If you’re taking collagen protein with the hopes that it will help you build or sustain muscle, I have some bad news…
Collagen is a popular supplement in the health and wellness industry these days, and while it has tons of benefits and I take it every single day, it falls short when it comes to building muscle.
Collagen Protein for Building Muscle
To get straight to the point, collagen protein isn’t suitable for muscle building because it doesn’t contain all nine essential amino acids that our bodies need to build and repair muscle.
Specifically, collagen is lacking the amino acid tryptophan, which is essential for muscle protein synthesis (this is the process by which our bodies build muscle) and this can’t happen without enough tryptophan.

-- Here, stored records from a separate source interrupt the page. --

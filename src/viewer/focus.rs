//! Double-click pick and focus.
//!
//! Two states: idle (no focus) and focused. A hit on a mesh node flies
//! the camera to frame it and outlines it; a miss while focused flies back
//! to the view recorded before the first focus.

use glam::{Vec2, Vec3};
use web_time::{Duration, Instant};

use super::{ClipMode, FramedRegion, SelectionHighlight, ViewerSession};
use crate::camera::CameraPose;
use crate::geometry::{focus_distance, ClipPlanes};
use crate::options::HistoryPolicy;
use crate::scene::NodeId;

/// What a double-click did.
#[derive(Debug, Clone, PartialEq, Eq)]
pub enum PickOutcome {
    /// No model attached or the surface has no area; nothing changed.
    Ignored,
    /// Empty space with no focus to cancel; nothing changed.
    Missed,
    /// A sub-object was hit and the camera is moving to frame it.
    Focused {
        /// The mesh node that was hit.
        node: NodeId,
        /// Its display name.
        name: String,
    },
    /// Empty space while focused; the camera is returning to the
    /// pre-focus view.
    Restored,
}

/// One-slot memory of the camera pose before focusing.
#[derive(Debug, Clone, Copy, PartialEq, Default)]
pub struct FocusHistory {
    slot: Option<CameraPose>,
}

impl FocusHistory {
    /// Store `pose` according to `policy`. Returns whether the slot was
    /// written.
    pub fn record(&mut self, pose: CameraPose, policy: HistoryPolicy) -> bool {
        if policy == HistoryPolicy::PreserveOriginal && self.slot.is_some() {
            return false;
        }
        self.slot = Some(pose);
        true
    }

    /// Remove and return the stored pose.
    pub fn take(&mut self) -> Option<CameraPose> {
        self.slot.take()
    }

    /// The stored pose, if any.
    #[must_use]
    pub fn peek(&self) -> Option<CameraPose> {
        self.slot
    }

    /// Forget the stored pose.
    pub fn clear(&mut self) {
        self.slot = None;
    }

    /// Whether no pose is stored.
    #[must_use]
    pub fn is_empty(&self) -> bool {
        self.slot.is_none()
    }
}

impl ViewerSession {
    /// Handle a double-click at surface pixel `screen`.
    ///
    /// Casts a ray through the point against the active model's meshes.
    /// The nearest hit is focused; empty space cancels an active focus.
    /// Accepted during a running transition, which it supersedes from the
    /// current interpolated pose.
    pub fn on_double_click(&mut self, screen: Vec2, now: Instant) -> PickOutcome {
        let Some(model) = self.active.as_ref() else {
            log::debug!("pick ignored: no model attached");
            return PickOutcome::Ignored;
        };
        let Some(ndc) = self.viewport.screen_to_ndc(screen) else {
            log::debug!("pick ignored: zero-size surface");
            return PickOutcome::Ignored;
        };

        let ray = self.viewport.camera.ray_through_ndc(ndc);
        let Some(hit) = model.graph.raycast(&ray) else {
            return self.cancel_focus(now);
        };
        log::debug!(
            "pick hit node {:?} at distance {:.4}",
            hit.node,
            hit.distance
        );
        self.focus_node(hit.node, now)
    }

    /// Fly to frame `node` and outline it.
    fn focus_node(&mut self, node: NodeId, now: Instant) -> PickOutcome {
        let Some(model) = self.active.as_ref() else {
            return PickOutcome::Ignored;
        };
        let focus = &self.options.focus;
        let bounds = model.graph.subtree_bounds(node);
        let name = model
            .graph
            .node(node)
            .map(|n| n.name.clone())
            .unwrap_or_default();
        let highlight = SelectionHighlight::for_node(
            &model.graph,
            node,
            focus.highlight_color,
        );

        let camera = &self.viewport.camera;
        let current = camera.pose();
        let snapshot = CameraPose {
            eye: camera.eye,
            target: self.viewport.controls.target,
        };
        if self.history.record(snapshot, focus.history_policy) {
            log::debug!("focus history recorded");
        }

        let distance = focus_distance(
            bounds.max_extent,
            camera.fovy_radians(),
            focus.focus_margin,
            focus.min_distance,
        );
        let direction = (current.eye - current.target).normalize_or(Vec3::Z);
        let end = CameraPose {
            eye: bounds.center + direction * distance,
            target: bounds.center,
        };
        let duration = Duration::from_millis(focus.focus_duration_ms);

        self.viewport
            .camera
            .set_clip_planes(ClipPlanes::for_focus(bounds.max_extent, distance));
        self.framed = Some(FramedRegion {
            max_extent: bounds.max_extent,
            mode: ClipMode::Focus,
        });
        self.highlight = Some(highlight);
        self.viewport.controls.reset_motion();
        self.animator.begin(current, end, duration, now);

        log::debug!(
            "focusing '{name}': extent {:.4}, distance {distance:.4}",
            bounds.max_extent
        );
        PickOutcome::Focused { node, name }
    }

    /// Fly back to the pre-focus view, if there is one.
    fn cancel_focus(&mut self, now: Instant) -> PickOutcome {
        let Some(previous) = self.history.take() else {
            return PickOutcome::Missed;
        };
        self.highlight = None;

        if let Some(model) = &self.active {
            let extent = model.bounds.max_extent;
            let distance = previous.eye.distance(previous.target);
            self.viewport
                .camera
                .set_clip_planes(ClipPlanes::for_model(extent, distance));
            self.framed = Some(FramedRegion {
                max_extent: extent,
                mode: ClipMode::Model,
            });
        }

        let duration = Duration::from_millis(self.options.focus.return_duration_ms);
        self.viewport.controls.reset_motion();
        self.animator
            .begin(self.viewport.camera.pose(), previous, duration, now);
        log::debug!("focus cancelled, returning to previous view");
        PickOutcome::Restored
    }
}
//! Geometry utilities: bounding volumes, framing distances, clip planes,
//! and ray intersection.

pub mod bounds;
pub mod framing;
pub mod ray;

pub use bounds::{compute_bounds, Aabb, Bounds};
pub use framing::{
    focus_distance, fov_distance, framing_distance, ClipPlanes, OrbitLimits,
};
pub use ray::Ray;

The Benefits of Collagen Protein
Although it might not be the best option for building muscle, it still has some great benefits:
- Improving skin elasticity
- Promoting joint health
- Aiding in gut health
- Reducing inflammation
- Improving digestion
- Increasing metabolism
Yes, you can still get the positive benefits from the processing of protein on your metabolism (see the bit about the Thermic Effect of Food in the post here) and yes you can still count this toward your daily protein intake, but if you’re taking tons of collagen thinking it’s going to help you reach your physique goals or get any gains, you’re mistaken.
Protein for Building Muscle
If you are looking to build muscle, it’s best to focus on consuming complete protein sources that contain all nine essential amino acids like meats, fish, poultry, eggs, Greek yogurt, cottage cheese, plant-based options like quinoa and soy, or other protein powders and supplements.